The first line of the entries below, the line containing "a validation pass.", and every line between them should be repeated exactly, and nothing else.

------ DATASET CONTENT ------

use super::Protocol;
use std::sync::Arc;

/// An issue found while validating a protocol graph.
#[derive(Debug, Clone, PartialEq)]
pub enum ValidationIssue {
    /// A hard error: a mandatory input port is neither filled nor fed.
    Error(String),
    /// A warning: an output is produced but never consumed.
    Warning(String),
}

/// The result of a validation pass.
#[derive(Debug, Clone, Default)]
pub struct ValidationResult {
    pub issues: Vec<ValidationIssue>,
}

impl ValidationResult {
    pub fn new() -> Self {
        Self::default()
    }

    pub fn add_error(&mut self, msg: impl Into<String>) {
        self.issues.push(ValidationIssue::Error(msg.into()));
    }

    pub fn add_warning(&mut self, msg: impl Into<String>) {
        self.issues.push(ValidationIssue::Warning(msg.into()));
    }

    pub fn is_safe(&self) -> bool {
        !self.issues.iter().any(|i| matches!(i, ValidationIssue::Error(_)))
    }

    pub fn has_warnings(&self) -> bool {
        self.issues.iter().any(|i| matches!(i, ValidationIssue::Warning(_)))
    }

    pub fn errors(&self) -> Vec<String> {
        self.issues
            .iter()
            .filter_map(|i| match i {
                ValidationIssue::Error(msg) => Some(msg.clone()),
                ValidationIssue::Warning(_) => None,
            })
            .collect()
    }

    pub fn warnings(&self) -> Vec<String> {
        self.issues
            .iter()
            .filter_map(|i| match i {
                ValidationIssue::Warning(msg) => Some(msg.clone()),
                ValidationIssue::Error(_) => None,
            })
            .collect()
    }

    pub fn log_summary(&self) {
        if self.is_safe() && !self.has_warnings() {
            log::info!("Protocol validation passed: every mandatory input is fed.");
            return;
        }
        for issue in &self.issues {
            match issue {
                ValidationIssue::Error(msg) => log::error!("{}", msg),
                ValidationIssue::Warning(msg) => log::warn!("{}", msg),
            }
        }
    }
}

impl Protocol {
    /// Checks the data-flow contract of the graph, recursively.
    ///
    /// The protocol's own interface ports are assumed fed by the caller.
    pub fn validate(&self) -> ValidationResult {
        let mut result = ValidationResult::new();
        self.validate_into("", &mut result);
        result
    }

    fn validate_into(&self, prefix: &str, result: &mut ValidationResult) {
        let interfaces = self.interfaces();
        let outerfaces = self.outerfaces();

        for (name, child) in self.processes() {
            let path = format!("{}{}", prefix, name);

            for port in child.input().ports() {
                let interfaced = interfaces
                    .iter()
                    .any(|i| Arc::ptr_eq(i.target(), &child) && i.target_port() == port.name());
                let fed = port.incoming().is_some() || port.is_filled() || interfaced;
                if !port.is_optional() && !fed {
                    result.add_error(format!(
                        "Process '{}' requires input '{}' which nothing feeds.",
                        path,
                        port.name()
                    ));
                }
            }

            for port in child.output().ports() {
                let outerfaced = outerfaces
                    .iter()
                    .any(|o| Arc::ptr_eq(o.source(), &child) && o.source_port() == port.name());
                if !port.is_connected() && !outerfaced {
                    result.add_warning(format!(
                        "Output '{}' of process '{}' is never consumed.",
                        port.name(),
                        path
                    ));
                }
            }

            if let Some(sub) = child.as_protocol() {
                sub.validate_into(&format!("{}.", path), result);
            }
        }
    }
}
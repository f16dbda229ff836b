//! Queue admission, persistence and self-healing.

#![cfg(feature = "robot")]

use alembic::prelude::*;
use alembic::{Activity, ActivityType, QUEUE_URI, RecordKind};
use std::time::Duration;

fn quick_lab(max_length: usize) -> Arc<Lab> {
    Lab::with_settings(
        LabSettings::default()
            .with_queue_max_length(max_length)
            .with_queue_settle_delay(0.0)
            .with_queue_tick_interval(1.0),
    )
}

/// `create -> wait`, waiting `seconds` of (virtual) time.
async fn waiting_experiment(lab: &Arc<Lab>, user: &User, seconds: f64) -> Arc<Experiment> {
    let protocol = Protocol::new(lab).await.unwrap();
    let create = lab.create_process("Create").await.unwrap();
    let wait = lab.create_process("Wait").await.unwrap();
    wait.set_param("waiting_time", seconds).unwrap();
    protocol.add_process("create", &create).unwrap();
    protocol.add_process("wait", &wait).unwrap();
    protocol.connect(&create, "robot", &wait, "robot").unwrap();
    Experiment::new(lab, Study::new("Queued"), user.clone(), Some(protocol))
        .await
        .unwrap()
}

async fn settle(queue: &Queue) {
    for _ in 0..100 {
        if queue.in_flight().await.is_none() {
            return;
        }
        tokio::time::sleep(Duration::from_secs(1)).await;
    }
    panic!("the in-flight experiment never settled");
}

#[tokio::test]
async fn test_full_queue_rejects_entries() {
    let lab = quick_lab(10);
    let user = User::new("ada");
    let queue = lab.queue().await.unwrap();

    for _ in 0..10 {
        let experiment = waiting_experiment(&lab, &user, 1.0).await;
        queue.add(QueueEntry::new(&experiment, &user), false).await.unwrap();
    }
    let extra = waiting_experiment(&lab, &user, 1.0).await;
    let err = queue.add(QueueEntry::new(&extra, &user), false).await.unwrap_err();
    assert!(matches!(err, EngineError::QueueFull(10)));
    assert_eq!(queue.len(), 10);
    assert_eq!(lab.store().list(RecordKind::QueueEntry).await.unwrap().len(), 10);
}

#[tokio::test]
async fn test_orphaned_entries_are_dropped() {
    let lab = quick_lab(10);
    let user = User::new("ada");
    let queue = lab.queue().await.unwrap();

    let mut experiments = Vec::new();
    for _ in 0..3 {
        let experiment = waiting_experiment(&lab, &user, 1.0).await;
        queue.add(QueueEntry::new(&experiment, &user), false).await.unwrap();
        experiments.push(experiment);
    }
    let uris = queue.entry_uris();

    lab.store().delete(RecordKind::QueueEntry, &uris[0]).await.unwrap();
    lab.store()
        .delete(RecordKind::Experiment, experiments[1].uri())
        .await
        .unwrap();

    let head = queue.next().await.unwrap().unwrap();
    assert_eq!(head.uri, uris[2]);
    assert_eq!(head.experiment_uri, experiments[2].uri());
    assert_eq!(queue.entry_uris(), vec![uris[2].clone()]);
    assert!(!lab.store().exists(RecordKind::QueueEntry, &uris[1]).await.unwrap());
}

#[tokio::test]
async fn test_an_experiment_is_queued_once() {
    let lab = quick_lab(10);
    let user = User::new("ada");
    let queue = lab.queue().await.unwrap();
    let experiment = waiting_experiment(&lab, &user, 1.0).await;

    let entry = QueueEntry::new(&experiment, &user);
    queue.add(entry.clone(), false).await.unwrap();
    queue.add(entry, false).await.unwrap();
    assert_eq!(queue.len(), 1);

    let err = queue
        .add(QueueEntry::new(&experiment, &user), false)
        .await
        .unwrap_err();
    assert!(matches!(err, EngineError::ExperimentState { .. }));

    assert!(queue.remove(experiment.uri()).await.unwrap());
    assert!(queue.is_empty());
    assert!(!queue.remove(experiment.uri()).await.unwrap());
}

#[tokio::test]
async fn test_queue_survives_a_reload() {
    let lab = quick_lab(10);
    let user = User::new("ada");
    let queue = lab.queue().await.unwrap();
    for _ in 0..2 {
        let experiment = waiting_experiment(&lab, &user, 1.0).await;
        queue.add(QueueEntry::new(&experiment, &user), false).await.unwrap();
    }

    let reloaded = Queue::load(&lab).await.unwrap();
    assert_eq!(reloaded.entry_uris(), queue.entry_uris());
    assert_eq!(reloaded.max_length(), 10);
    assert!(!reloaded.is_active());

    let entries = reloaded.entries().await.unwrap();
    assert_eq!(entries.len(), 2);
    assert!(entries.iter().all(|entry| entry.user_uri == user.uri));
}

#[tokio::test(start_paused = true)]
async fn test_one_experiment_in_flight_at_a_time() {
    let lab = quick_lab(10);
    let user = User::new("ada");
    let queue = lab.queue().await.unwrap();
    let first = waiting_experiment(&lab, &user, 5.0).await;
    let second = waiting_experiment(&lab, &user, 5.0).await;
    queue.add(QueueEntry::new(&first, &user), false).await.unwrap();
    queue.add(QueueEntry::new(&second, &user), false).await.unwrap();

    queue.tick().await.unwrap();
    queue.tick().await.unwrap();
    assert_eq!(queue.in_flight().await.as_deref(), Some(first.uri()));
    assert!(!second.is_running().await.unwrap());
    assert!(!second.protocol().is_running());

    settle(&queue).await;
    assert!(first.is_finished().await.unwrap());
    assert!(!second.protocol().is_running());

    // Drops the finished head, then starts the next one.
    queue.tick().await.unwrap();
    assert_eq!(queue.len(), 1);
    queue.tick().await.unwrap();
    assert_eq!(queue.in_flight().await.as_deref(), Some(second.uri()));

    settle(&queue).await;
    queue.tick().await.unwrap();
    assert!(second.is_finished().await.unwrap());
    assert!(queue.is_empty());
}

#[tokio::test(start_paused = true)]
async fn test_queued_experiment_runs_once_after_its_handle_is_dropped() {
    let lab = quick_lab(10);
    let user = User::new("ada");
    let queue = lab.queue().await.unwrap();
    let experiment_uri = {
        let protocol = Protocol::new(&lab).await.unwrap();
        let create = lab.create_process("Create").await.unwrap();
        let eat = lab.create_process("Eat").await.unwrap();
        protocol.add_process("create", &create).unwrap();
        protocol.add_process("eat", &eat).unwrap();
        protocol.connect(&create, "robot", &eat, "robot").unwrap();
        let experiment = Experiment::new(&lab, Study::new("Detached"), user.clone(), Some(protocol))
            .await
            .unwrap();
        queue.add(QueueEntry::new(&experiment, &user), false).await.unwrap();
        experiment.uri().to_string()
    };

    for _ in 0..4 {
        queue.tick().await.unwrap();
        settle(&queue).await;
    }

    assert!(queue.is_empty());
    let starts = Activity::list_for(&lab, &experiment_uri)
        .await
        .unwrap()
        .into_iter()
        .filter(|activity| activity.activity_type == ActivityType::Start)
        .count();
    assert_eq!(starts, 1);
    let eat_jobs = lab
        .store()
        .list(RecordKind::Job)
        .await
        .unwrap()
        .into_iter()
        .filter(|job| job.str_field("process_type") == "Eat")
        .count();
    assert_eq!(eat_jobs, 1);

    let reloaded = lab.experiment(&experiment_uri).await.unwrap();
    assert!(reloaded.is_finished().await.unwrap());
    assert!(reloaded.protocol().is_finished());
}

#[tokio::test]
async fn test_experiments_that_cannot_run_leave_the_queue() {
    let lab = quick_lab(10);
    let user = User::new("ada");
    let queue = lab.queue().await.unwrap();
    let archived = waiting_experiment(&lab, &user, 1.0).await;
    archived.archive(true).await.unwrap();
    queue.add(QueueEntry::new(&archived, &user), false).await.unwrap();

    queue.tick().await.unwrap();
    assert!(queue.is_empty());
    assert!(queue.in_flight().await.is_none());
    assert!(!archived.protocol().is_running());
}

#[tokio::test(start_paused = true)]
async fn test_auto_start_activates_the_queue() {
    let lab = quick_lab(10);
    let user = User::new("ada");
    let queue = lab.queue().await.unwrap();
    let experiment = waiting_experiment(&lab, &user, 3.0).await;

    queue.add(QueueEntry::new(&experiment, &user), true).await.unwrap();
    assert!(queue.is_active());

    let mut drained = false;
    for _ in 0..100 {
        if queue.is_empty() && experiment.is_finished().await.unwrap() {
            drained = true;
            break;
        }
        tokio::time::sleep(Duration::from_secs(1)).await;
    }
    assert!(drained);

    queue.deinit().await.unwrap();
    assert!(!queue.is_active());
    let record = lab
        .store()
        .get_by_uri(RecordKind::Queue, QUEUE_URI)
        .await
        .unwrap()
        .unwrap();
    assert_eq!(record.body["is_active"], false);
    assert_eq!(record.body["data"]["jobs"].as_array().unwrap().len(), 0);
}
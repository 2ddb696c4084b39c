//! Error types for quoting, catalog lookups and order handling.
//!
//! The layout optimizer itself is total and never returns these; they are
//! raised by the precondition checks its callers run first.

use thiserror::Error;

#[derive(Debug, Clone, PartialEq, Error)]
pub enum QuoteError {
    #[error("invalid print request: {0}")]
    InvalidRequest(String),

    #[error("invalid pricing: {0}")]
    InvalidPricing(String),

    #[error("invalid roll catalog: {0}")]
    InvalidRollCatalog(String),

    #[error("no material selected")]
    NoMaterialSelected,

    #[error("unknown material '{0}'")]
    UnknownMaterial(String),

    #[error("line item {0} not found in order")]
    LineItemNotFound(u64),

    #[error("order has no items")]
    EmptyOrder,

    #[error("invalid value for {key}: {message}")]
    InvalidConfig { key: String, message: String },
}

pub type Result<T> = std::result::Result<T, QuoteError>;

------

REPLY:
use super::Protocol;
use std::sync::Arc;

/// An issue found while validating a protocol graph.
#[derive(Debug, Clone, PartialEq)]
pub enum ValidationIssue {
    /// A hard error: a mandatory input port is neither filled nor fed.
    Error(String),
    /// A warning: an output is produced but never consumed.
    Warning(String),
}

/// The result of a validation pass.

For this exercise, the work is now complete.